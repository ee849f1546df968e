//! Wallet capability: the acting member's public key and transaction signing.

use crate::error::{ClientError, Result};
use async_trait::async_trait;
use solana_sdk::pubkey::Pubkey;
use solana_sdk::signature::{Keypair, Signer};
use solana_sdk::transaction::Transaction;
use std::path::Path;
use tracing::{debug, info};

/// A connected (or connectable) wallet
#[async_trait]
pub trait WalletAdapter: Send + Sync {
    /// Public key of the connected account, if any
    fn public_key(&self) -> Option<Pubkey>;

    /// Sign a fully assembled transaction.
    ///
    /// A refusal is reported as [`ClientError::SigningRejected`].
    async fn sign_transaction(&self, transaction: Transaction) -> Result<Transaction>;

    /// Ask the user to connect a wallet
    fn request_connect(&self);
}

/// Wallet backed by a local keypair
pub struct KeypairWallet {
    keypair: Option<Keypair>,
}

impl KeypairWallet {
    /// Wallet holding `keypair`
    pub fn new(keypair: Keypair) -> Self {
        Self {
            keypair: Some(keypair),
        }
    }

    /// Wallet with no account connected
    pub fn disconnected() -> Self {
        Self { keypair: None }
    }

    /// Load a JSON keypair file as written by `solana-keygen`
    pub fn from_file(path: impl AsRef<Path>) -> Result<Self> {
        let path = path.as_ref();
        let contents = std::fs::read_to_string(path).map_err(|e| {
            ClientError::ConfigError(format!("cannot read keypair {}: {}", path.display(), e))
        })?;
        let bytes: Vec<u8> = serde_json::from_str(&contents)?;
        let keypair = Keypair::from_bytes(&bytes)
            .map_err(|e| ClientError::ConfigError(format!("invalid keypair: {}", e)))?;

        info!("Loaded keypair {}", keypair.pubkey());
        Ok(Self::new(keypair))
    }
}

#[async_trait]
impl WalletAdapter for KeypairWallet {
    fn public_key(&self) -> Option<Pubkey> {
        self.keypair.as_ref().map(|k| k.pubkey())
    }

    async fn sign_transaction(&self, mut transaction: Transaction) -> Result<Transaction> {
        let keypair = self.keypair.as_ref().ok_or(ClientError::WalletNotConnected)?;
        let blockhash = transaction.message.recent_blockhash;

        transaction
            .try_partial_sign(&[keypair], blockhash)
            .map_err(|e| ClientError::SigningRejected(e.to_string()))?;

        debug!("Signed transaction as {}", keypair.pubkey());
        Ok(transaction)
    }

    fn request_connect(&self) {
        info!("No keypair loaded; provide one to connect a wallet");
    }
}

..............................

All lines above from the one containing "use solana_sdk::transaction::Transaction;" to the one containing "let keypair = Keypair::from_bytes(&bytes)" must be repeated exactly, both lines included, and no others.

use solana_sdk::transaction::Transaction;
use std::path::Path;
use tracing::{debug, info};

/// A connected (or connectable) wallet
#[async_trait]
pub trait WalletAdapter: Send + Sync {
    /// Public key of the connected account, if any
    fn public_key(&self) -> Option<Pubkey>;

    /// Sign a fully assembled transaction.
    ///
    /// A refusal is reported as [`ClientError::SigningRejected`].
    async fn sign_transaction(&self, transaction: Transaction) -> Result<Transaction>;

    /// Ask the user to connect a wallet
    fn request_connect(&self);
}

/// Wallet backed by a local keypair
pub struct KeypairWallet {
    keypair: Option<Keypair>,
}

impl KeypairWallet {
    /// Wallet holding `keypair`
    pub fn new(keypair: Keypair) -> Self {
        Self {
            keypair: Some(keypair),
        }
    }

    /// Wallet with no account connected
    pub fn disconnected() -> Self {
        Self { keypair: None }
    }

    /// Load a JSON keypair file as written by `solana-keygen`
    pub fn from_file(path: impl AsRef<Path>) -> Result<Self> {
        let path = path.as_ref();
        let contents = std::fs::read_to_string(path).map_err(|e| {
            ClientError::ConfigError(format!("cannot read keypair {}: {}", path.display(), e))
        })?;
        let bytes: Vec<u8> = serde_json::from_str(&contents)?;
        let keypair = Keypair::from_bytes(&bytes)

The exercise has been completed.